With most, but not all, stone types the principles for dry-stone work apply equally with wet stone work, although the potential for short cuts is greater as bigger liberties can be taken. With wet stone work it is often possible, although not necessarily structurally sound, to set stones vertically with their largest surface in the face of the wall. With blocky stone this is often the accepted practice.
A key to good wet stone work is an even spread of mortar between the stones. With rounded rock types this can be difficult to achieve and allowances have to be made. However there should not be any overly large masses of mortar and it should still be possible to set stones to a true level rather than at all sorts of angles.
Particular care needs to be taken with wet stone work if discolouration of the face stones through contact with mortar is to be avoided.
All the gaps between stones should be raked out before the mortar sets and subsequently pointed.
An often neglected variation on wet stone walling is to build a wall with a dry stone face but mortared centre. the mortar taking the place of hearting and wedges.

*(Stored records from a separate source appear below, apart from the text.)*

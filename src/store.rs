//! Persistence boundary for recipes and the dietary-filter preference.
//!
//! The parser only produces recipes; whoever owns a store decides what to
//! keep. The store is injected where needed rather than reached through a
//! process-wide singleton.

use std::fs;
use std::path::{Path, PathBuf};

use log::warn;
use serde::{Deserialize, Serialize};
use uuid::Uuid;

use crate::error::RecipeError;
use crate::filter::DietaryFilter;
use crate::model::Recipe;

/// Storage for saved recipes and the active dietary-filter selection.
///
/// The filter is stored in its serialized string form; loading an absent or
/// unrecognized value yields [`DietaryFilter::All`].
pub trait RecipeStore {
    fn save(&mut self, recipe: &Recipe) -> Result<(), RecipeError>;
    fn fetch_all(&self) -> Result<Vec<Recipe>, RecipeError>;
    fn delete(&mut self, recipe_id: Uuid) -> Result<(), RecipeError>;
    fn save_filter_preference(&mut self, filter: DietaryFilter) -> Result<(), RecipeError>;
    fn load_filter_preference(&self) -> Result<DietaryFilter, RecipeError>;
}

/// On-disk snapshot format of [`JsonFileStore`].
#[derive(Debug, Default, Serialize, Deserialize)]
struct StoreSnapshot {
    recipes: Vec<Recipe>,
    #[serde(default)]
    dietary_filter: Option<String>,
}

/// A single-file JSON store, sized for a one-user app.
///
/// Every mutation rewrites the whole file. A missing file reads as an empty
/// store; a corrupt file is an error on load, not a panic.
pub struct JsonFileStore {
    path: PathBuf,
    snapshot: StoreSnapshot,
}

impl JsonFileStore {
    /// Opens the store at `path`, creating an empty one if the file does
    /// not exist yet.
    pub fn open(path: impl Into<PathBuf>) -> Result<Self, RecipeError> {
        let path = path.into();
        let snapshot = if path.exists() {
            let contents = fs::read_to_string(&path)?;
            serde_json::from_str(&contents)?
        } else {
            StoreSnapshot::default()
        };

        Ok(JsonFileStore { path, snapshot })
    }

    pub fn path(&self) -> &Path {
        &self.path
    }

    fn persist(&self) -> Result<(), RecipeError> {
        if let Some(parent) = self.path.parent() {
            if !parent.as_os_str().is_empty() {
                fs::create_dir_all(parent)?;
            }
        }
        let contents = serde_json::to_string_pretty(&self.snapshot)?;
        fs::write(&self.path, contents)?;
        Ok(())
    }
}

impl RecipeStore for JsonFileStore {
    /// Saves a recipe, replacing any existing record with the same id.
    fn save(&mut self, recipe: &Recipe) -> Result<(), RecipeError> {
        match self.snapshot.recipes.iter_mut().find(|r| r.id == recipe.id) {
            Some(existing) => *existing = recipe.clone(),
            None => self.snapshot.recipes.push(recipe.clone()),
        }
        self.persist()
    }

    fn fetch_all(&self) -> Result<Vec<Recipe>, RecipeError> {
        Ok(self.snapshot.recipes.clone())
    }

    /// Deleting an id that is not present is a no-op.
    fn delete(&mut self, recipe_id: Uuid) -> Result<(), RecipeError> {
        let before = self.snapshot.recipes.len();
        self.snapshot.recipes.retain(|recipe| recipe.id != recipe_id);
        if self.snapshot.recipes.len() == before {
            warn!("Delete requested for unknown recipe id {recipe_id}");
            return Ok(());
        }
        self.persist()
    }

    fn save_filter_preference(&mut self, filter: DietaryFilter) -> Result<(), RecipeError> {
        self.snapshot.dietary_filter = Some(filter.as_str().to_string());
        self.persist()
    }

    fn load_filter_preference(&self) -> Result<DietaryFilter, RecipeError> {
        Ok(self
            .snapshot
            .dietary_filter
            .as_deref()
            .map(DietaryFilter::from_saved)
            .unwrap_or_default())
    }
}

#[cfg(test)]
mod tests {
    use super::*;
    use tempfile::tempdir;

    fn sample(name: &str) -> Recipe {
        Recipe {
            name: name.to_string(),
            ingredients: vec!["Bread".to_string()],
            instructions: vec!["Toast it".to_string()],
            prep_time: 2,
            ..Recipe::default()
        }
    }

    #[test]
    fn test_missing_file_is_empty_store() {
        let dir = tempdir().unwrap();
        let path = dir.path().join("recipes.json");
        let store = JsonFileStore::open(&path).unwrap();
        assert_eq!(store.path(), path);
        assert!(store.fetch_all().unwrap().is_empty());
        assert_eq!(store.load_filter_preference().unwrap(), DietaryFilter::All);
    }

    #[test]
    fn test_save_and_fetch_round_trip() {
        let dir = tempdir().unwrap();
        let path = dir.path().join("recipes.json");

        let recipe = sample("Toast");
        let mut store = JsonFileStore::open(&path).unwrap();
        store.save(&recipe).unwrap();
        drop(store);

        let reopened = JsonFileStore::open(&path).unwrap();
        assert_eq!(reopened.fetch_all().unwrap(), vec![recipe]);
    }

    #[test]
    fn test_save_same_id_replaces() {
        let dir = tempdir().unwrap();
        let mut store = JsonFileStore::open(dir.path().join("recipes.json")).unwrap();

        let mut recipe = sample("Toast");
        store.save(&recipe).unwrap();
        recipe.prep_time = 5;
        store.save(&recipe).unwrap();

        let all = store.fetch_all().unwrap();
        assert_eq!(all.len(), 1);
        assert_eq!(all[0].prep_time, 5);
    }

    #[test]
    fn test_delete_removes_by_id() {
        let dir = tempdir().unwrap();
        let mut store = JsonFileStore::open(dir.path().join("recipes.json")).unwrap();

        let keep = sample("Keep");
        let remove = sample("Remove");
        store.save(&keep).unwrap();
        store.save(&remove).unwrap();

        store.delete(remove.id).unwrap();
        assert_eq!(store.fetch_all().unwrap(), vec![keep]);

        // Unknown id is a no-op
        store.delete(Uuid::new_v4()).unwrap();
        assert_eq!(store.fetch_all().unwrap().len(), 1);
    }

    #[test]
    fn test_filter_preference_persists() {
        let dir = tempdir().unwrap();
        let path = dir.path().join("recipes.json");

        let mut store = JsonFileStore::open(&path).unwrap();
        store.save_filter_preference(DietaryFilter::GlutenFree).unwrap();
        drop(store);

        let reopened = JsonFileStore::open(&path).unwrap();
        assert_eq!(
            reopened.load_filter_preference().unwrap(),
            DietaryFilter::GlutenFree
        );
    }

    #[test]
    fn test_unrecognized_stored_filter_defaults_to_all() {
        let dir = tempdir().unwrap();
        let path = dir.path().join("recipes.json");
        fs::write(&path, r#"{"recipes": [], "dietary_filter": "Paleo"}"#).unwrap();

        let store = JsonFileStore::open(&path).unwrap();
        assert_eq!(store.load_filter_preference().unwrap(), DietaryFilter::All);
    }

    #[test]
    fn test_corrupt_file_is_an_error() {
        let dir = tempdir().unwrap();
        let path = dir.path().join("recipes.json");
        fs::write(&path, "not json at all").unwrap();

        assert!(JsonFileStore::open(&path).is_err());
    }
}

Quality is not about looks. A good piece of wall combines the factors of constructional strength with neatness of finish. Craftsmanship involves the marriage of these two factors to produce an end result that is both neat and strong. You can have one without the other, you should have both. It is important to remember that a good craftsman is not charging more simply because the end result is neater and arguably looks better, but primarily because the whole wall has been built better and as a result also looks neater than a poorly built wall.
A simple response to how much does it cost to repair a wall is "how long is a piece of string". As much of the strength of a wall is internal you are very much at the mercy of the contractor when it comes to the quality of the work being produced, you will frequently only get what you pay for. As the possible shortcuts are numerous in such a technical craft, speed frequently results in a drop in quality.
You can pay almost anything: an average for reasonable work might be around £20 to £30 per square metre for dry stone work, but anything from around £16 to £40 per square metre might be applicable, especially if you want a wall that is going to last.
Not everyone charges per square metre, some charge per linear metre, others a lump sum -the latter is the most risky.
With lump sums you are more at the mercy of the contractor than other forms of payment. The price will be high enough to allow for problems and if the job goes according to schedule you could probably have got a better job done for less on a square metre rate. If the job is not going according to schedule then corners will almost inevitably be cut in order to speed the work up.
Similar problems can arise with "piece rates", especially at the lower end of the price scale. There is greater likelihood of the contractor having to "throw the wall up", rushing and cutting corners, if the price is too low.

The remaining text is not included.